A place for all things security.

Comcast email hack means you should probably change your password

Feb 12, 2014 // Andrew Stroup

Last week hacktivist group NullCrew hacked 34 of Comcast’s mail servers, exploiting a publicly known loophole to gain access to customer information and gather it without a trace. Although this vulnerability was first made public in December, 2013, Comcast had not yet upgraded their servers to counteract this threat. And so as you would expect the hacker group infiltrated Comcast’s network and posted details on how to gain access to these servers on Pastebin, which was later removed.

Comcast has moved to downplay the hacker’s allegations, saying in a statement to MultiChannel that:

“We’re aware of the situation and are aggressively investigating it,” a Comcast spokesman said.  “We take our customers’ privacy and security very seriously and we currently have no evidence to suggest any personal customer information was obtained in this incident.”

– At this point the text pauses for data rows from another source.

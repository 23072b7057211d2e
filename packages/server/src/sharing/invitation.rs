use chrono::{DateTime, Duration, Utc};
use common::{Permission, UserType};
use sea_orm::sea_query::{Expr, ExprTrait};
use sea_orm::{
    ActiveModelTrait, ColumnTrait, ConnectionTrait, DbErr, EntityTrait, QueryFilter, Set,
    TransactionSession, TransactionTrait,
};
use serde::{Deserialize, Serialize};
use tracing::{debug, info};
use uuid::Uuid;

use super::{SharingService, effective_owning_user_id};
use crate::config::InvitationConfig;
use crate::entity::{sharing_invitation, user};
use crate::error::SyncError;

#[derive(Debug, Clone, Deserialize)]
pub struct NewInvitation {
    pub sharing_group_uuid: Uuid,
    pub permission: Permission,
    /// Defaults to one.
    pub number_acceptors: Option<i32>,
    #[serde(default)]
    pub allow_social_acceptance: bool,
    /// Seconds until the invitation expires. Defaults to the configured expiry.
    pub expiry_secs: Option<i64>,
}

/// What a prospective redeemer may learn about an invitation.
#[derive(Debug, Clone, PartialEq, Eq, Serialize)]
pub struct InvitationInfo {
    pub sharing_group_uuid: Uuid,
    pub permission: Permission,
    pub allow_social_acceptance: bool,
    pub number_acceptors: i32,
    pub expiry: DateTime<Utc>,
}

impl From<sharing_invitation::Model> for InvitationInfo {
    fn from(inv: sharing_invitation::Model) -> Self {
        Self {
            sharing_group_uuid: inv.sharing_group_uuid,
            permission: inv.permission,
            allow_social_acceptance: inv.allow_social_acceptance,
            number_acceptors: inv.number_acceptors,
            expiry: inv.expiry,
        }
    }
}

#[derive(Debug, Clone, PartialEq, Eq, Serialize)]
pub struct RedeemOutcome {
    pub sharing_group_uuid: Uuid,
    pub permission: Permission,
}

/// Result of consuming one redemption.
#[derive(Debug, Clone, Copy, PartialEq, Eq)]
pub enum DecrementResult {
    /// Redemptions are left; carries how many.
    Remaining(i32),
    /// That was the last one; the invitation row is gone.
    Exhausted,
    /// The invitation did not exist (or was consumed concurrently).
    Gone,
}

pub struct InvitationService<'a, C: ConnectionTrait> {
    conn: &'a C,
}

impl<'a, C: ConnectionTrait> InvitationService<'a, C> {
    pub fn new(conn: &'a C) -> Self {
        Self { conn }
    }

    /// Create an invitation into a group the inviter administers.
    pub async fn create_invitation(
        &self,
        inviter: &user::Model,
        request: NewInvitation,
        config: &InvitationConfig,
    ) -> Result<sharing_invitation::Model, SyncError> {
        let membership = SharingService::new(self.conn)
            .require_permission(request.sharing_group_uuid, inviter.id, Permission::Admin)
            .await?;

        let number_acceptors = request.number_acceptors.unwrap_or(1);
        if number_acceptors < 1 || number_acceptors > config.max_acceptors {
            return Err(SyncError::Validation(format!(
                "number_acceptors must be between 1 and {}",
                config.max_acceptors
            )));
        }

        let expiry_secs = request.expiry_secs.unwrap_or(config.default_expiry_secs);
        if expiry_secs <= 0 {
            return Err(SyncError::Validation("expiry_secs must be positive".into()));
        }

        let owning_user_id = effective_owning_user_id(inviter, &membership)?;

        let invitation = sharing_invitation::ActiveModel {
            sharing_invitation_uuid: Set(Uuid::new_v4()),
            owning_user_id: Set(owning_user_id),
            sharing_group_uuid: Set(request.sharing_group_uuid),
            permission: Set(request.permission),
            number_acceptors: Set(number_acceptors),
            allow_social_acceptance: Set(request.allow_social_acceptance),
            expiry: Set(Utc::now() + Duration::seconds(expiry_secs)),
            ..Default::default()
        }
        .insert(self.conn)
        .await?;

        info!(
            invitation = %invitation.sharing_invitation_uuid,
            sharing_group = %invitation.sharing_group_uuid,
            inviter = inviter.id,
            "Sharing invitation created"
        );
        Ok(invitation)
    }

    /// An unexpired invitation.
    pub async fn lookup(&self, invitation_uuid: Uuid) -> Result<Option<sharing_invitation::Model>, DbErr> {
        sharing_invitation::Entity::find_by_id(invitation_uuid)
            .filter(sharing_invitation::Column::Expiry.gt(Utc::now()))
            .one(self.conn)
            .await
    }

    pub async fn invitation_info(&self, invitation_uuid: Uuid) -> Result<InvitationInfo, SyncError> {
        self.lookup(invitation_uuid)
            .await?
            .map(InvitationInfo::from)
            .ok_or_else(|| SyncError::NotFound(format!("Invitation {invitation_uuid} not found")))
    }

    /// Consume one redemption. The row is deleted when none remain.
    pub async fn decrement_acceptors(&self, invitation_uuid: Uuid) -> Result<DecrementResult, DbErr> {
        let decremented = sharing_invitation::Entity::update_many()
            .col_expr(
                sharing_invitation::Column::NumberAcceptors,
                Expr::col(sharing_invitation::Column::NumberAcceptors).sub(1),
            )
            .filter(sharing_invitation::Column::SharingInvitationUuid.eq(invitation_uuid))
            .filter(sharing_invitation::Column::NumberAcceptors.gt(1))
            .exec(self.conn)
            .await?;

        if decremented.rows_affected == 1 {
            let remaining = sharing_invitation::Entity::find_by_id(invitation_uuid)
                .one(self.conn)
                .await?
                .map(|inv| inv.number_acceptors)
                .unwrap_or(0);
            return Ok(DecrementResult::Remaining(remaining));
        }

        let deleted = sharing_invitation::Entity::delete_many()
            .filter(sharing_invitation::Column::SharingInvitationUuid.eq(invitation_uuid))
            .filter(sharing_invitation::Column::NumberAcceptors.eq(1))
            .exec(self.conn)
            .await?;

        if deleted.rows_affected == 1 {
            Ok(DecrementResult::Exhausted)
        } else {
            Ok(DecrementResult::Gone)
        }
    }

    /// Delete expired invitations.
    pub async fn sweep_expired(&self) -> Result<u64, DbErr> {
        let result = sharing_invitation::Entity::delete_many()
            .filter(sharing_invitation::Column::Expiry.lte(Utc::now()))
            .exec(self.conn)
            .await?;
        Ok(result.rows_affected)
    }
}

impl<'a, C: ConnectionTrait + TransactionTrait> InvitationService<'a, C> {
    /// Join the invitation's group as `redeemer`.
    ///
    /// Unless the invitation allows social acceptance, only owning users may
    /// redeem it. Sharing users that redeem are attributed to the inviter's
    /// owning user.
    pub async fn redeem(&self, redeemer: &user::Model, invitation_uuid: Uuid) -> Result<RedeemOutcome, SyncError> {
        let swept = self.sweep_expired().await?;
        if swept > 0 {
            debug!(swept, "Expired invitations removed");
        }

        let txn = self.conn.begin().await?;
        let invitations = InvitationService::new(&txn);
        let sharing = SharingService::new(&txn);

        let invitation = invitations
            .lookup(invitation_uuid)
            .await?
            .ok_or_else(|| SyncError::NotFound(format!("Invitation {invitation_uuid} not found")))?;

        if invitation.owning_user_id == redeemer.id {
            return Err(SyncError::Validation(
                "Cannot redeem an invitation to your own sharing group".into(),
            ));
        }

        sharing.active_group(invitation.sharing_group_uuid).await?;

        if sharing
            .membership(invitation.sharing_group_uuid, redeemer.id)
            .await?
            .is_some()
        {
            return Err(SyncError::Validation(format!(
                "User {} is already a member of sharing group {}",
                redeemer.id, invitation.sharing_group_uuid
            )));
        }

        let redeemer_type = redeemer.account_scheme.user_type();
        if !invitation.allow_social_acceptance && redeemer_type != UserType::Owning {
            return Err(SyncError::PermissionDenied(
                "Invitation can only be redeemed by owning users".into(),
            ));
        }

        match invitations.decrement_acceptors(invitation_uuid).await? {
            DecrementResult::Remaining(_) | DecrementResult::Exhausted => {}
            DecrementResult::Gone => {
                return Err(SyncError::NotFound(format!(
                    "Invitation {invitation_uuid} not found"
                )));
            }
        }

        let owning_user_id = match redeemer_type {
            UserType::Owning => None,
            UserType::Sharing => Some(invitation.owning_user_id),
        };
        sharing
            .add_member(
                invitation.sharing_group_uuid,
                redeemer.id,
                invitation.permission,
                owning_user_id,
            )
            .await?;

        txn.commit().await?;

        info!(
            invitation = %invitation_uuid,
            sharing_group = %invitation.sharing_group_uuid,
            user_id = redeemer.id,
            "Sharing invitation redeemed"
        );
        Ok(RedeemOutcome {
            sharing_group_uuid: invitation.sharing_group_uuid,
            permission: invitation.permission,
        })
    }
}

While Comcast stated that they have no evidence to suggest that there was a hack, the company did not confirm that their servers were not infiltrated. Shortly after NullCrew posted their information online, Comcast customers began complaining about slow connection speeds in the company’s customer service forum as other hackers made their own attempts to compromise the system.

Even if you’re one of their many users who don’t use a Comcast or Xfinity email address except to login to your account, the only way to ensure your data is protected moving forward is to change your password. Change it.